One out of two police personnel from Jharkhand and Gujarat have a high propensity to justify torture, while those from Kerala are the least likely to justify it.
Twenty-four percent of police personnel claim arrest procedures are rarely or never followed. IPS officers are the least likely to say that these procedures are always complied with, while upper subordinates are the most likely to say so. Compliance varies significantly across states, with Kerala ranked highest at 94 percent and Jharkhand reporting the lowest adherence at 8 percent.
Torture is among the first things to be entirely and explicitly banned in Article 5 of the Universal Declaration of Human Rights as early as 1948, according to the report. The spirit of protection of fundamental rights in the UDHR is embodied in our Constitution. Like the prohibition of slavery, the prohibition of torture is a jus cogens norm, a fundamental right that cannot be breached by laws or any circumstances, including national emergencies. While most countries have ratified the UN Convention Against Torture, adopted by the UN General Assembly in 1984, by making domestic laws, India has yet to do so, despite past parliamentary deliberations.

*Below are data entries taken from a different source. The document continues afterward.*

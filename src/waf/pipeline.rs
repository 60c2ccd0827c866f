//! The mediation pipeline: resolve domain, geo check, rule check, then allow
//! or block.
//!
//! Stage order within one request is strict; internal faults fail open so a
//! broken WAF never takes the protected sites down.

use crate::config::Config;
use crate::error::{Result, WafError};
use crate::geoip::GeoLocator;
use crate::inspector;
use crate::metrics::MetricsCollector;
use crate::model::{RequestData, RequestLog, RuleAction, RuleMatch};
use crate::storage::MemoryStore;
use crate::waf::engine::RuleEngine;
use crate::waf::geo::{self, GeoVerdict};
use crate::waf::rate_limit::RateLimiter;
use crate::waf::resolver;
use chrono::Utc;
use serde_json::{json, Value};
use std::sync::Arc;
use tracing::{debug, warn};

pub const ATTACK_TYPE_GEO: &str = "Geo Blocking";
pub const ATTACK_TYPE_RATE_LIMIT: &str = "Rate Limit";
pub const ATTACK_TYPE_ERROR: &str = "Error";

/// Decision for one request.
#[derive(Debug)]
pub enum Outcome {
    Allowed,
    Blocked {
        status: u16,
        body: Value,
        attack_type: String,
        rule_id: Option<u64>,
    },
}

/// Pipeline result handed to the server. Carries everything the audit log and
/// the proxy need so no stage runs twice.
#[derive(Debug)]
pub struct Verdict {
    pub outcome: Outcome,
    pub domain_id: Option<u64>,
    /// Origin for the proxy, from the matched domain when it has one
    pub proxy_target: Option<String>,
    pub country: Option<String>,
    /// A rule match with action=Log: the request proceeds but the match is
    /// carried into the audit entry
    pub log_match: Option<RuleMatch>,
    /// Redacted copy for persistence
    pub sanitized: RequestData,
    /// False when the pipeline already wrote its own (fail-open) audit entry
    pub audit_armed: bool,
}

pub struct Pipeline {
    store: Arc<MemoryStore>,
    engine: RuleEngine,
    locator: Arc<GeoLocator>,
    limiter: Option<RateLimiter>,
    metrics: Arc<MetricsCollector>,
    waf_enabled: bool,
}

impl Pipeline {
    pub fn new(
        config: &Config,
        store: Arc<MemoryStore>,
        locator: Arc<GeoLocator>,
        metrics: Arc<MetricsCollector>,
    ) -> Self {
        let limiter = config
            .rate_limit
            .enable
            .then(|| RateLimiter::new(&config.rate_limit));

        Self {
            store,
            engine: RuleEngine::new(),
            locator,
            limiter,
            metrics,
            waf_enabled: config.waf.enable,
        }
    }

    /// Run the pipeline. Never fails: any internal fault is logged with
    /// attack_type "Error" and the request proceeds to the origin.
    pub async fn decide(&self, request: &RequestData) -> Verdict {
        let sanitized = inspector::sanitize(request);

        match self.run(request, &sanitized).await {
            Ok(verdict) => verdict,
            Err(e) => {
                warn!("Pipeline fault, failing open: {}", e);
                self.metrics.inc_pipeline_fault(fault_stage(&e));

                let entry = RequestLog {
                    id: 0,
                    ip_address: sanitized.ip_address.clone(),
                    method: sanitized.method.clone(),
                    path: sanitized.path.clone(),
                    headers: sanitized.headers.clone(),
                    body: sanitized.body.clone(),
                    is_blocked: false,
                    attack_type: Some(ATTACK_TYPE_ERROR.to_string()),
                    rule_id: None,
                    response_status: 500,
                    response_time_ms: 0,
                    domain_id: None,
                    country_code: None,
                    timestamp: Utc::now(),
                };
                let store = Arc::clone(&self.store);
                tokio::spawn(async move {
                    store.create_request_log(entry).await;
                    store.record_request(0.0, false).await;
                });

                Verdict {
                    outcome: Outcome::Allowed,
                    domain_id: None,
                    proxy_target: None,
                    country: None,
                    log_match: None,
                    sanitized,
                    audit_armed: false,
                }
            }
        }
    }

    async fn run(&self, request: &RequestData, sanitized: &RequestData) -> Result<Verdict> {
        let mut verdict = Verdict {
            outcome: Outcome::Allowed,
            domain_id: None,
            proxy_target: None,
            country: None,
            log_match: None,
            sanitized: sanitized.clone(),
            audit_armed: true,
        };

        // Rate limiting sits ahead of the state machine proper.
        if let Some(ref limiter) = self.limiter {
            let path_only = request.path.split('?').next().unwrap_or(&request.path);
            if !limiter.check(&request.ip_address, path_only) {
                self.metrics.inc_rate_limit_triggered();
                self.metrics.inc_blocked(ATTACK_TYPE_RATE_LIMIT);
                verdict.outcome = Outcome::Blocked {
                    status: 429,
                    body: json!({
                        "error": "Too Many Requests",
                        "message": "Rate limit exceeded, slow down and retry later",
                    }),
                    attack_type: ATTACK_TYPE_RATE_LIMIT.to_string(),
                    rule_id: None,
                };
                return Ok(verdict);
            }
        }

        // RESOLVE_DOMAIN
        let host = request.headers.get("host").cloned().unwrap_or_default();
        let domains = self.store.get_all_domains().await;
        let domain = resolver::resolve(&domains, &host).cloned();

        if let Some(ref domain) = domain {
            verdict.domain_id = Some(domain.id);
            if let Some(ref target) = domain.proxy_target {
                // A target the proxy cannot parse is an operator mistake, not
                // the client's; fail open toward the default upstream.
                target
                    .parse::<hyper::Uri>()
                    .map_err(|e| WafError::PipelineFault {
                        stage: "resolve_domain",
                        reason: format!(
                            "domain {} has an unusable proxy target {:?}: {}",
                            domain.id, target, e
                        ),
                    })?;
                verdict.proxy_target = Some(target.clone());
            }
        } else {
            debug!("No domain registered for host {:?}", host);
        }

        // GEO_CHECK gates on enable_geo_blocking alone, independent of
        // apply_rules.
        if let Some(ref domain) = domain {
            if domain.enable_geo_blocking {
                let country = self.locator.country_for_request(request);
                verdict.country = country.clone();

                let geo_blocks = self.store.get_all_geo_blocks().await;
                if let GeoVerdict::Blocked { country, .. } =
                    geo::evaluate(&geo_blocks, domain, country.as_deref())
                {
                    self.metrics.inc_blocked(ATTACK_TYPE_GEO);
                    verdict.outcome = Outcome::Blocked {
                        status: 403,
                        body: json!({
                            "error": "Access denied",
                            "reason": format!("Traffic from {} is not allowed", country),
                            "message": "This request was blocked by a geographic restriction",
                        }),
                        attack_type: ATTACK_TYPE_GEO.to_string(),
                        rule_id: None,
                    };
                    verdict.country = Some(country);
                    return Ok(verdict);
                }
            }
        }

        // RULE_CHECK runs for domains with apply_rules=true, and over global
        // rules for untracked hosts.
        let apply_rules = domain.as_ref().map_or(true, |d| d.apply_rules);
        if self.waf_enabled && apply_rules {
            let domain_id = domain.as_ref().map(|d| d.id);
            let rules = self.store.get_rules_for_domain(domain_id).await;

            if let Some(matched) = self.engine.evaluate(request, &rules, domain_id) {
                match matched.action {
                    RuleAction::Block => {
                        self.metrics.inc_blocked(&matched.attack_type);
                        verdict.outcome = Outcome::Blocked {
                            status: 403,
                            body: json!({
                                "blocked": true,
                                "message": "Request blocked by security rule",
                                "rule": matched.rule_name,
                                "attackType": matched.attack_type,
                            }),
                            attack_type: matched.attack_type.clone(),
                            rule_id: Some(matched.rule_id),
                        };
                        return Ok(verdict);
                    }
                    RuleAction::Log => {
                        debug!(
                            "Rule {} matched with log action, forwarding",
                            matched.rule_id
                        );
                        verdict.log_match = Some(matched);
                    }
                    RuleAction::Allow => {
                        debug!("Rule {} whitelisted the request", matched.rule_id);
                    }
                }
            }
        }

        Ok(verdict)
    }
}

fn fault_stage(error: &WafError) -> &'static str {
    match error {
        WafError::PatternCompile { .. } => "rule_check",
        WafError::StorageUnavailable(_) => "storage",
        WafError::GeolocationUnavailable { .. } => "geo_check",
        WafError::ProxyUnreachable { .. } => "proxy",
        WafError::PipelineFault { stage, .. } => stage,
        WafError::AnomalyNotFound(_) | WafError::AnomalyTerminal { .. } => "anomaly",
        WafError::Config(_) => "config",
    }
}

Victims mainly from marginalised communities
Interviewees said that the victims of torture are mainly people from poor and marginalised communities. A lawyer described it as “all the faceless and voiceless” are targeted. The report said Muslims, Dalits, Adivasis, people who cannot read and write, and slum dwellers were common targets of torture.
Eighteen percent police personnel feel that Muslims are “naturally prone” to committing crimes to a great extent.
Meanwhile, ten interviewees said they find it is “very rare” to see magistrates interacting with arrested persons. A lawyer described magistrates as “silent spectators” who “do not record anything or ask the arrested persons where and when they were arrested.
Doctors pointed out that medical examinations of arrested persons are often done by doctors without expertise in forensic medicine, who are less able to recognise signs of torture. Examinations are conducted by whichever doctor is available, even if they are an “eye specialist or anaesthesiologist”. Another pointed out that there are no forensic doctors in district and taluk hospitals.
Discrepancies in data and need for training
According to the report, there are discrepancies in the reporting of custodial deaths cases across various data sources. For instance, in the year 2020, the National Crime Records Bureau reports 76 cases, the National Human Rights Commission reports 90 cases, while the National Campaign Against Torture, a civil society initiative, documents 111 cases of custodial deaths in the same year.
The report claimed that a majority of the deaths in police custody occur within 24 hours of arrest. In 2022, as high as 55 percent of the deaths in police custody reported by NCRB were of persons not on remand, that is those in police custody in the first 24 hours of arrest. In Gujarat, 96 percent of the deaths in police custody that took place between 2018-22 were within 24 hours of arrest.
In 2022, judicial inquiries, which are mandatory in all cases of custodial deaths, were ordered in only 35 percent of the cases. Between 2018 and 2022, cases were registered against police personnel in just 10 percent of the reported deaths in police custody. Of the cases registered, chargesheets were filed in just 12 percent cases. There were zero convictions for deaths in police custody during this period.
According to the survey, 79 percent of police personnel believe that training on human rights is very important. Among the respondents with a high propensity to justify torture, 70 percent feel that training on prevention of torture is very important.
Justice Muralidhar slams NHRC silence, ‘political influence’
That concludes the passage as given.